Marie-Hélène savait pourquoi elle devait garder son frère. L’homme attendait dans la petite maison du bout du village. Un homme qu’elle trouvait vieux et gris. Mais sa mère se rendait chez lui presque tous les jours et, naturellement, le petit frère serait un gêneur. Marie était fatiguée de ces secrets de grande personne ; elle aurait voulu ne rien savoir et se promener la tête haute. Elle était blessée dans sa dignité de petite fille : sa mère ne se conduisait pas bien, elle le savait. Elle aurait voulu être la seule à connaître ces secrets, mais au village, tout le monde était au courant de tout. Elle avait espéré, au fond d’elle-même, sans arriver à se le formuler, que cette fois-ci elle aurait une nouvelle vie plus tranquille, en arrivant dans ce petit village si éloigné de la Normandie. Mais sa mère trouvait toujours un homme, et ici, il n’avait pas fallu longtemps.
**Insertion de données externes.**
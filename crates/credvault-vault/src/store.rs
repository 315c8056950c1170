// SPDX-FileCopyrightText: 2026 Credvault Contributors
// SPDX-License-Identifier: MIT OR Apache-2.0

//! Vault lifecycle: initialize, unlock, store, retrieve, list, remove, clear.
//!
//! The vault is two blobs behind a [`BlobStore`]: metadata (salt, KDF
//! parameters, canary, counters) and the encrypted record set. Every write
//! touching both goes through `put_atomic`. The unlocked session key is held
//! here and never handed to callers.

use std::sync::Arc;

use credvault_core::{BlobStore, Clock, SystemClock, VaultError};
use secrecy::{ExposeSecret, SecretString};
use serde::Serialize;
use tokio::sync::{Mutex, broadcast};
use tracing::{debug, info, warn};

use crate::context::MasterKeyContext;
use crate::events::{self, EVENT_CHANNEL_CAPACITY, VaultEvent};
use crate::kdf;
use crate::lockout::LockoutState;
use crate::metrics::SecurityMetrics;
use crate::model::{FORMAT_VERSION, META_KEY, RECORDS_KEY, RecordSet, VaultMetadata};
use crate::settings::VaultSettings;
use crate::strength;
use crate::validator::{self, ServiceClass};

/// Listing entry for one stored secret. Carries no secret material.
#[derive(Debug, Clone, PartialEq, Eq, Serialize)]
pub struct ServiceSummary {
    pub service_id: String,
    pub class: ServiceClass,
    pub record_version: u32,
}

/// Encrypted credential vault over a blob store.
pub struct VaultStore {
    pub(crate) blobs: Arc<dyn BlobStore>,
    pub(crate) settings: VaultSettings,
    pub(crate) clock: Arc<dyn Clock>,
    /// Guards every operation touching durable state; `Some` while unlocked.
    pub(crate) session: Mutex<Option<MasterKeyContext>>,
    pub(crate) events: broadcast::Sender<VaultEvent>,
}

impl std::fmt::Debug for VaultStore {
    fn fmt(&self, f: &mut std::fmt::Formatter<'_>) -> std::fmt::Result {
        f.debug_struct("VaultStore")
            .field("blobs", &self.blobs.name())
            .field("settings", &self.settings)
            .finish_non_exhaustive()
    }
}

impl VaultStore {
    pub fn new(blobs: Arc<dyn BlobStore>, settings: VaultSettings) -> Self {
        Self::with_clock(blobs, settings, Arc::new(SystemClock))
    }

    pub fn with_clock(
        blobs: Arc<dyn BlobStore>,
        settings: VaultSettings,
        clock: Arc<dyn Clock>,
    ) -> Self {
        let (events, _) = broadcast::channel(EVENT_CHANNEL_CAPACITY);
        Self {
            blobs,
            settings,
            clock,
            session: Mutex::new(None),
            events,
        }
    }

    pub fn settings(&self) -> &VaultSettings {
        &self.settings
    }

    /// Receive rotation reminders and lockout notices.
    pub fn subscribe(&self) -> broadcast::Receiver<VaultEvent> {
        self.events.subscribe()
    }

    /// Whether vault metadata exists in the store. Checked fresh every call.
    pub async fn is_initialized(&self) -> Result<bool, VaultError> {
        Ok(self.blobs.get(META_KEY).await?.is_some())
    }

    pub async fn is_unlocked(&self) -> bool {
        self.session.lock().await.is_some()
    }

    /// Create a new vault protected by `password` and leave it unlocked.
    pub async fn initialize(&self, password: &SecretString) -> Result<VaultMetadata, VaultError> {
        let mut session = self.session.lock().await;

        if self.load_meta().await?.is_some() {
            return Err(VaultError::AlreadyInitialized);
        }
        strength::check(password.expose_secret(), self.settings.min_password_score)?;

        let salt = kdf::generate_salt()?;
        let ctx = MasterKeyContext::derive(password, salt, self.settings.kdf).await?;
        let now = self.clock.now();
        let meta = VaultMetadata {
            format_version: FORMAT_VERSION,
            kdf_salt: salt.to_vec(),
            kdf_params: self.settings.kdf,
            canary: ctx.seal_canary()?,
            created_at: now,
            rotation_count: 0,
            last_rotation_at: now,
            last_access_at: now,
            failed_attempt_count: 0,
            locked_until: None,
        };

        self.write_vault(&meta, &RecordSet::empty()).await?;
        *session = Some(ctx);

        info!(store = self.blobs.name(), "vault created");
        Ok(meta)
    }

    /// Derive the key for `password` and open a session.
    ///
    /// Failed attempts count toward lockout. While locked, even the correct
    /// password is refused with [`VaultError::Locked`].
    pub async fn unlock(&self, password: &SecretString) -> Result<(), VaultError> {
        let mut session = self.session.lock().await;

        let mut meta = self.require_meta().await?;
        let now = self.clock.now();
        let policy = self.settings.lockout;

        if let LockoutState::Locked { until } = policy.state(&meta, now) {
            warn!(%until, "unlock refused while locked out");
            return Err(VaultError::Locked { until });
        }

        let ctx = MasterKeyContext::derive(password, meta.salt_array()?, meta.kdf_params).await?;
        match ctx.verify_canary(&meta) {
            Ok(()) => {}
            Err(VaultError::Decryption(_)) => {
                let locked_until = policy.record_failure(&mut meta, now);
                self.blobs.put(META_KEY, meta.encode()?).await?;
                warn!(
                    failed_attempts = meta.failed_attempt_count,
                    "failed unlock attempt"
                );
                if let Some(until) = locked_until {
                    warn!(%until, failed_attempts = meta.failed_attempt_count, "vault locked out");
                    events::publish(
                        &self.events,
                        VaultEvent::LockedOut {
                            until,
                            failed_attempts: meta.failed_attempt_count,
                        },
                    );
                }
                return Err(VaultError::InvalidPassword);
            }
            Err(e) => return Err(e),
        }

        policy.record_success(&mut meta);
        meta.last_access_at = now;
        self.blobs.put(META_KEY, meta.encode()?).await?;
        *session = Some(ctx);
        info!("vault unlocked");

        let metrics = SecurityMetrics::project(&meta, 0, now, self.settings.rotation_reminder);
        if metrics.rotation_due {
            info!(
                days_since_rotation = metrics.days_since_rotation,
                "master password rotation is due"
            );
            events::publish(
                &self.events,
                VaultEvent::RotationReminder {
                    last_rotation_at: metrics.last_rotation_at,
                    days_since_rotation: metrics.days_since_rotation,
                },
            );
        }
        Ok(())
    }

    /// Drop the session key. Idempotent.
    pub async fn lock(&self) {
        if self.session.lock().await.take().is_some() {
            info!("vault locked");
        }
    }

    /// Encrypt and store `secret` for `service_id`, replacing any previous one.
    pub async fn store_secret(
        &self,
        service_id: &str,
        secret: &SecretString,
    ) -> Result<(), VaultError> {
        let session = self.session.lock().await;
        let ctx = session.as_ref().ok_or(VaultError::NotUnlocked)?;

        validator::validate_service_id(service_id)?;
        let class = ServiceClass::for_service_id(service_id);
        let verdict = validator::validate_format(class, secret.expose_secret());
        if !verdict.valid {
            return Err(VaultError::InvalidFormat {
                service_id: service_id.to_string(),
                reason: verdict.reason.unwrap_or_default(),
            });
        }

        let mut meta = self.require_meta().await?;
        let mut records = self.load_records().await?;
        let record_version = records
            .records
            .get(service_id)
            .map_or(1, |r| r.record_version.saturating_add(1));

        let record =
            ctx.seal_record(service_id, secret.expose_secret().as_bytes(), record_version)?;
        records.records.insert(service_id.to_string(), record);
        meta.last_access_at = self.clock.now();

        self.write_vault(&meta, &records).await?;
        debug!(service_id, record_version, "secret stored");
        Ok(())
    }

    /// Decrypt the secret stored for `service_id`.
    pub async fn get_secret(&self, service_id: &str) -> Result<SecretString, VaultError> {
        let session = self.session.lock().await;
        let ctx = session.as_ref().ok_or(VaultError::NotUnlocked)?;

        let mut meta = self.require_meta().await?;
        let records = self.load_records().await?;
        let record = records
            .records
            .get(service_id)
            .ok_or_else(|| VaultError::NotFound(service_id.to_string()))?;

        let plaintext = ctx.open_record(record)?;
        let secret = std::str::from_utf8(&plaintext)
            .map_err(|_| VaultError::Corrupted(format!("record `{service_id}` is not UTF-8")))?;
        let secret = SecretString::from(secret.to_string());

        meta.last_access_at = self.clock.now();
        self.blobs.put(META_KEY, meta.encode()?).await?;
        debug!(service_id, "secret retrieved");
        Ok(secret)
    }

    pub async fn remove_secret(&self, service_id: &str) -> Result<(), VaultError> {
        let session = self.session.lock().await;
        if session.is_none() {
            return Err(VaultError::NotUnlocked);
        }

        let mut meta = self.require_meta().await?;
        let mut records = self.load_records().await?;
        if records.records.remove(service_id).is_none() {
            return Err(VaultError::NotFound(service_id.to_string()));
        }
        meta.last_access_at = self.clock.now();

        self.write_vault(&meta, &records).await?;
        debug!(service_id, "secret removed");
        Ok(())
    }

    /// List stored services without decrypting anything.
    pub async fn list_services(&self) -> Result<Vec<ServiceSummary>, VaultError> {
        let session = self.session.lock().await;
        if session.is_none() {
            return Err(VaultError::NotUnlocked);
        }

        let records = self.load_records().await?;
        Ok(records
            .records
            .values()
            .map(|r| ServiceSummary {
                service_id: r.service_id.clone(),
                class: ServiceClass::for_service_id(&r.service_id),
                record_version: r.record_version,
            })
            .collect())
    }

    /// Destroy the vault. Irreversible; does not require an unlocked session.
    ///
    /// Metadata goes first: once it is gone the vault reads as uninitialized,
    /// and a leftover record blob is overwritten by the next `initialize`.
    pub async fn clear(&self) -> Result<(), VaultError> {
        let mut session = self.session.lock().await;

        self.blobs.delete(META_KEY).await?;
        *session = None;
        self.blobs.delete(RECORDS_KEY).await?;

        info!(store = self.blobs.name(), "vault cleared");
        Ok(())
    }

    pub async fn security_metrics(&self) -> Result<SecurityMetrics, VaultError> {
        let _session = self.session.lock().await;

        let meta = self.require_meta().await?;
        let records = self.load_records().await?;
        Ok(SecurityMetrics::project(
            &meta,
            records.len(),
            self.clock.now(),
            self.settings.rotation_reminder,
        ))
    }

    pub(crate) async fn load_meta(&self) -> Result<Option<VaultMetadata>, VaultError> {
        self.blobs
            .get(META_KEY)
            .await?
            .map(|bytes| VaultMetadata::decode(&bytes))
            .transpose()
    }

    pub(crate) async fn require_meta(&self) -> Result<VaultMetadata, VaultError> {
        self.load_meta().await?.ok_or(VaultError::NotInitialized)
    }

    pub(crate) async fn load_records(&self) -> Result<RecordSet, VaultError> {
        match self.blobs.get(RECORDS_KEY).await? {
            Some(bytes) => RecordSet::decode(&bytes),
            None => Err(VaultError::Corrupted(
                "metadata present but record set missing".to_string(),
            )),
        }
    }

    pub(crate) async fn write_vault(
        &self,
        meta: &VaultMetadata,
        records: &RecordSet,
    ) -> Result<(), VaultError> {
        self.blobs.put_atomic(vault_batch(meta, records)?).await
    }
}

/// Encode both vault blobs as one atomic batch.
pub(crate) fn vault_batch(
    meta: &VaultMetadata,
    records: &RecordSet,
) -> Result<Vec<(String, Vec<u8>)>, VaultError> {
    Ok(vec![
        (META_KEY.to_string(), meta.encode()?),
        (RECORDS_KEY.to_string(), records.encode()?),
    ])
}

/// Render a short preview of a secret for listings.
///
/// Values under 12 characters are fully masked.
pub fn mask_secret(value: &str) -> String {
    let chars: Vec<char> = value.chars().collect();
    if chars.len() < 12 {
        return "*".repeat(8);
    }
    let head: String = chars[..4].iter().collect();
    let tail: String = chars[chars.len() - 4..].iter().collect();
    format!("{head}...{tail}")
}
// SPDX-FileCopyrightText: 2026 Credvault Contributors
// SPDX-License-Identifier: MIT OR Apache-2.0

//! Read-only security metrics derived from vault metadata.

use std::time::Duration;

use chrono::{DateTime, TimeDelta, Utc};
use serde::Serialize;

use crate::model::VaultMetadata;

/// Default interval after which rotation is recommended.
pub const DEFAULT_ROTATION_REMINDER: Duration = Duration::from_secs(90 * 24 * 60 * 60);

/// Snapshot of the vault's security posture.
///
/// Always computed from [`VaultMetadata`]; there is no separate counter
/// store that could drift from it.
#[derive(Debug, Clone, PartialEq, Eq, Serialize)]
pub struct SecurityMetrics {
    pub created_at: DateTime<Utc>,
    pub rotation_count: u32,
    pub last_rotation_at: DateTime<Utc>,
    pub last_access_at: DateTime<Utc>,
    pub failed_attempt_count: u32,
    pub locked_until: Option<DateTime<Utc>>,
    pub is_locked: bool,
    pub record_count: usize,
    pub days_since_rotation: i64,
    pub rotation_due: bool,
}

impl SecurityMetrics {
    pub fn project(
        meta: &VaultMetadata,
        record_count: usize,
        now: DateTime<Utc>,
        reminder: Duration,
    ) -> Self {
        let since_rotation = now.signed_duration_since(meta.last_rotation_at);
        let reminder = TimeDelta::from_std(reminder).unwrap_or(TimeDelta::MAX);

        Self {
            created_at: meta.created_at,
            rotation_count: meta.rotation_count,
            last_rotation_at: meta.last_rotation_at,
            last_access_at: meta.last_access_at,
            failed_attempt_count: meta.failed_attempt_count,
            locked_until: meta.locked_until,
            is_locked: meta.locked_until.is_some_and(|until| until > now),
            record_count,
            days_since_rotation: since_rotation.num_days().max(0),
            rotation_due: since_rotation > reminder,
        }
    }
}

#[cfg(test)]
mod tests {
    use super::*;
    use crate::kdf::{KdfAlgorithm, KdfParams};
    use crate::model::{FORMAT_VERSION, VaultRecord};

    fn meta_rotated_at(at: DateTime<Utc>) -> VaultMetadata {
        VaultMetadata {
            format_version: FORMAT_VERSION,
            kdf_salt: vec![0u8; 16],
            kdf_params: KdfParams {
                algorithm: KdfAlgorithm::Argon2id,
                memory_cost: 32768,
                iterations: 2,
                parallelism: 1,
            },
            canary: VaultRecord {
                service_id: "canary".into(),
                ciphertext: vec![],
                nonce: vec![0u8; 12],
                record_version: 1,
            },
            created_at: at,
            rotation_count: 2,
            last_rotation_at: at,
            last_access_at: at,
            failed_attempt_count: 1,
            locked_until: None,
        }
    }

    #[test]
    fn fresh_vault_is_not_due() {
        let now = Utc::now();
        let metrics =
            SecurityMetrics::project(&meta_rotated_at(now), 3, now, DEFAULT_ROTATION_REMINDER);
        assert_eq!(metrics.days_since_rotation, 0);
        assert!(!metrics.rotation_due);
        assert!(!metrics.is_locked);
        assert_eq!(metrics.record_count, 3);
        assert_eq!(metrics.rotation_count, 2);
        assert_eq!(metrics.failed_attempt_count, 1);
    }

    #[test]
    fn due_only_after_interval_passes() {
        let rotated = Utc::now();
        let meta = meta_rotated_at(rotated);

        let at_interval = rotated + TimeDelta::days(90);
        let exact = SecurityMetrics::project(&meta, 0, at_interval, DEFAULT_ROTATION_REMINDER);
        assert_eq!(exact.days_since_rotation, 90);
        assert!(!exact.rotation_due);

        let past = at_interval + TimeDelta::seconds(1);
        assert!(SecurityMetrics::project(&meta, 0, past, DEFAULT_ROTATION_REMINDER).rotation_due);
    }

    #[test]
    fn expired_lock_is_not_reported_as_locked() {
        let now = Utc::now();
        let mut meta = meta_rotated_at(now);
        meta.locked_until = Some(now + TimeDelta::seconds(30));
        assert!(SecurityMetrics::project(&meta, 0, now, DEFAULT_ROTATION_REMINDER).is_locked);

        let later = now + TimeDelta::seconds(31);
        let metrics = SecurityMetrics::project(&meta, 0, later, DEFAULT_ROTATION_REMINDER);
        assert!(!metrics.is_locked);
        assert_eq!(metrics.locked_until, meta.locked_until);
    }
}
//! Main application state and logic

use crate::config::Config;
use crate::engine::{DeviceDesc, Measurement};
use crate::report::{DeviceReading, RateSnapshot};
use std::path::Path;
use std::time::{Duration, Instant};

/// How long a transient status message stays visible
const STATUS_VISIBLE: Duration = Duration::from_secs(3);

/// Application running state
#[derive(Debug, Clone, Copy, PartialEq, Eq)]
pub enum AppState {
    Running,
    Quitting,
}

/// Display state for one device panel
#[derive(Debug, Clone)]
pub struct DevicePanelState {
    /// Roster entry this panel shows
    pub desc: DeviceDesc,
    /// Latest record delivered by the collector
    pub latest: Option<Measurement>,
    /// Highest rate seen this session (display only, resettable)
    pub peak_rate_hz: Option<f64>,
    /// Device reported lost; the panel keeps its last numbers
    pub lost: bool,
}

impl DevicePanelState {
    fn new(desc: DeviceDesc) -> Self {
        Self {
            desc,
            latest: None,
            peak_rate_hz: None,
            lost: false,
        }
    }
}

/// Main application
pub struct App {
    /// Configuration
    pub config: Config,
    /// One panel per enumerated device, in `device_index` order
    pub panels: Vec<DevicePanelState>,
    /// Application state
    pub state: AppState,
    /// Whether the guidance panel is visible
    pub show_guide: bool,
    /// Application start time
    pub start_time: Instant,
    /// Total measurement windows received across all devices
    pub windows_received: u64,
    /// Transient status message with its creation time
    pub status_message: Option<(String, Instant)>,
}

impl App {
    pub fn new(config: Config, devices: &[DeviceDesc]) -> Self {
        let show_guide = config.ui.show_guide;
        Self {
            config,
            panels: devices
                .iter()
                .map(|d| DevicePanelState::new(d.clone()))
                .collect(),
            state: AppState::Running,
            show_guide,
            start_time: Instant::now(),
            windows_received: 0,
            status_message: None,
        }
    }

    /// Fold a freshly polled record into its device panel
    pub fn apply_measurement(&mut self, measurement: Measurement) {
        let Some(panel) = self.panels.get_mut(measurement.device_index) else {
            return;
        };
        let peak = panel.peak_rate_hz.unwrap_or(0.0);
        if measurement.rate_hz > peak {
            panel.peak_rate_hz = Some(measurement.rate_hz);
        }
        panel.latest = Some(measurement);
        self.windows_received += 1;
    }

    /// Mark a device as lost; its panel freezes on the last reading
    pub fn mark_lost(&mut self, device_index: usize) {
        if let Some(panel) = self.panels.get_mut(device_index) {
            panel.lost = true;
        }
    }

    /// Reset the session peak rate on every panel
    pub fn reset_peaks(&mut self) {
        for panel in &mut self.panels {
            panel.peak_rate_hz = None;
        }
    }

    pub fn toggle_guide(&mut self) {
        self.show_guide = !self.show_guide;
    }

    pub fn quit(&mut self) {
        self.state = AppState::Quitting;
    }

    /// Set a transient status bar message
    pub fn set_status(&mut self, message: String) {
        self.status_message = Some((message, Instant::now()));
    }

    /// Current status message, if still fresh
    pub fn get_status(&self) -> Option<&str> {
        match &self.status_message {
            Some((message, set_at)) if set_at.elapsed() < STATUS_VISIBLE => Some(message),
            _ => None,
        }
    }

    /// Session time formatted as mm:ss or h:mm:ss
    pub fn elapsed_formatted(&self) -> String {
        let total = self.start_time.elapsed().as_secs();
        let (hours, minutes, seconds) = (total / 3600, (total % 3600) / 60, total % 60);
        if hours > 0 {
            format!("{}:{:02}:{:02}", hours, minutes, seconds)
        } else {
            format!("{:02}:{:02}", minutes, seconds)
        }
    }

    /// Snapshot of the current readings, one entry per device
    pub fn snapshot(&self) -> RateSnapshot {
        RateSnapshot::new(
            self.panels
                .iter()
                .map(|p| DeviceReading::new(&p.desc, p.latest.as_ref(), p.lost))
                .collect(),
        )
    }

    /// Export the current readings to a JSON file
    pub fn export_snapshot(&mut self, path: &Path) -> std::io::Result<()> {
        self.snapshot().export_json(path)?;
        self.set_status(format!("Snapshot exported to {}", path.display()));
        Ok(())
    }
}

#[cfg(test)]
mod tests {
    use super::*;
    use crate::device::CountingPolicy;

    fn descs(n: usize) -> Vec<DeviceDesc> {
        (0..n)
            .map(|device_index| DeviceDesc {
                device_index,
                display_name: format!("Device {}", device_index),
                policy: CountingPolicy::DeviceEvents,
            })
            .collect()
    }

    fn record(device_index: usize, event_count: u64) -> Measurement {
        Measurement::from_window(
            device_index,
            Instant::now(),
            event_count,
            Duration::from_secs(1),
        )
        .expect("valid window")
    }

    #[test]
    fn new_app_has_one_panel_per_device() {
        let app = App::new(Config::default(), &descs(3));
        assert_eq!(app.panels.len(), 3);
        assert!(app.panels.iter().all(|p| p.latest.is_none()));
        assert_eq!(app.state, AppState::Running);
    }

    #[test]
    fn measurements_land_on_the_right_panel() {
        let mut app = App::new(Config::default(), &descs(2));
        app.apply_measurement(record(1, 750));

        assert!(app.panels[0].latest.is_none());
        let latest = app.panels[1].latest.expect("panel 1 updated");
        assert_eq!(latest.rate_hz, 750.0);
        assert_eq!(app.windows_received, 1);
    }

    #[test]
    fn peak_rate_only_moves_up() {
        let mut app = App::new(Config::default(), &descs(1));
        app.apply_measurement(record(0, 500));
        app.apply_measurement(record(0, 1000));
        app.apply_measurement(record(0, 250));

        assert_eq!(app.panels[0].peak_rate_hz, Some(1000.0));
        assert_eq!(app.panels[0].latest.expect("latest").rate_hz, 250.0);
    }

    #[test]
    fn reset_peaks_clears_every_panel() {
        let mut app = App::new(Config::default(), &descs(2));
        app.apply_measurement(record(0, 500));
        app.apply_measurement(record(1, 125));

        app.reset_peaks();
        assert!(app.panels.iter().all(|p| p.peak_rate_hz.is_none()));
        // Latest readings survive a peak reset
        assert!(app.panels.iter().all(|p| p.latest.is_some()));
    }

    #[test]
    fn lost_device_keeps_last_reading() {
        let mut app = App::new(Config::default(), &descs(2));
        app.apply_measurement(record(0, 500));
        app.mark_lost(0);

        assert!(app.panels[0].lost);
        assert!(app.panels[0].latest.is_some());
        assert!(!app.panels[1].lost);
    }

    #[test]
    fn status_message_lifecycle() {
        let mut app = App::new(Config::default(), &descs(1));
        assert!(app.get_status().is_none());

        app.set_status("exported".to_string());
        assert_eq!(app.get_status(), Some("exported"));
    }

    #[test]
    fn snapshot_covers_all_panels() {
        let mut app = App::new(Config::default(), &descs(2));
        app.apply_measurement(record(0, 500));
        app.mark_lost(1);

        let snapshot = app.snapshot();
        assert_eq!(snapshot.devices.len(), 2);
        assert_eq!(snapshot.devices[0].rate_hz, Some(500.0));
        assert!(snapshot.devices[1].lost);
        assert!(snapshot.devices[1].rate_hz.is_none());
    }

    #[test]
    fn quit_sets_state() {
        let mut app = App::new(Config::default(), &descs(1));
        app.quit();
        assert_eq!(app.state, AppState::Quitting);
    }
}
L’autre homme, l’Étranger, était au chantier. Marie-Hélène le redoutait plus que tout. Elle craignait son regard, ses mains, son accent ; elle avait peur aussi pour sa mère car l’homme était jaloux et possessif. Parfois la fillette claquait des dents de terreur à l’idée que l’Étranger pourrait deviner quelque chose. Il était arrivé un soir avec une valise en carton et s’était installé à demeure. Ce n’était pas la première fois qu’un homme venait ainsi, mais habituellement, après deux ou trois jours, l’intrus s’en allait, souvent après quelques cris ou une nuit agitée. L’enfant attendait, tout simplement. Mais celui-là, cela faisait des mois, presque deux années, qu’il était là. Il épouvantait Marie-Hélène, avec ses mains qui tentaient de la toucher. Elle essayait toujours de ne pas rester seule avec lui, mais parfois c’était bien difficile et la petite fille ne voulait pas inquiéter sa mère. L’enfant se sentait si sale quand les mains infâmes tentaient de se glisser entre ses jambes, si coupable d’avoir déclenché de vilaines pensées et des gestes répréhensibles. La honte l’envahissait, la paralysait, mais elle ne voyait pas comment sortir de cette situation. Des pensées terribles l’assaillaient parfois. Puisqu’il ne repartait plus, il pourrait mourir. Disparaître dans un accident stupide. Cela le punirait et peut-être ainsi se sentirait-elle enfin lavée de cette souillure.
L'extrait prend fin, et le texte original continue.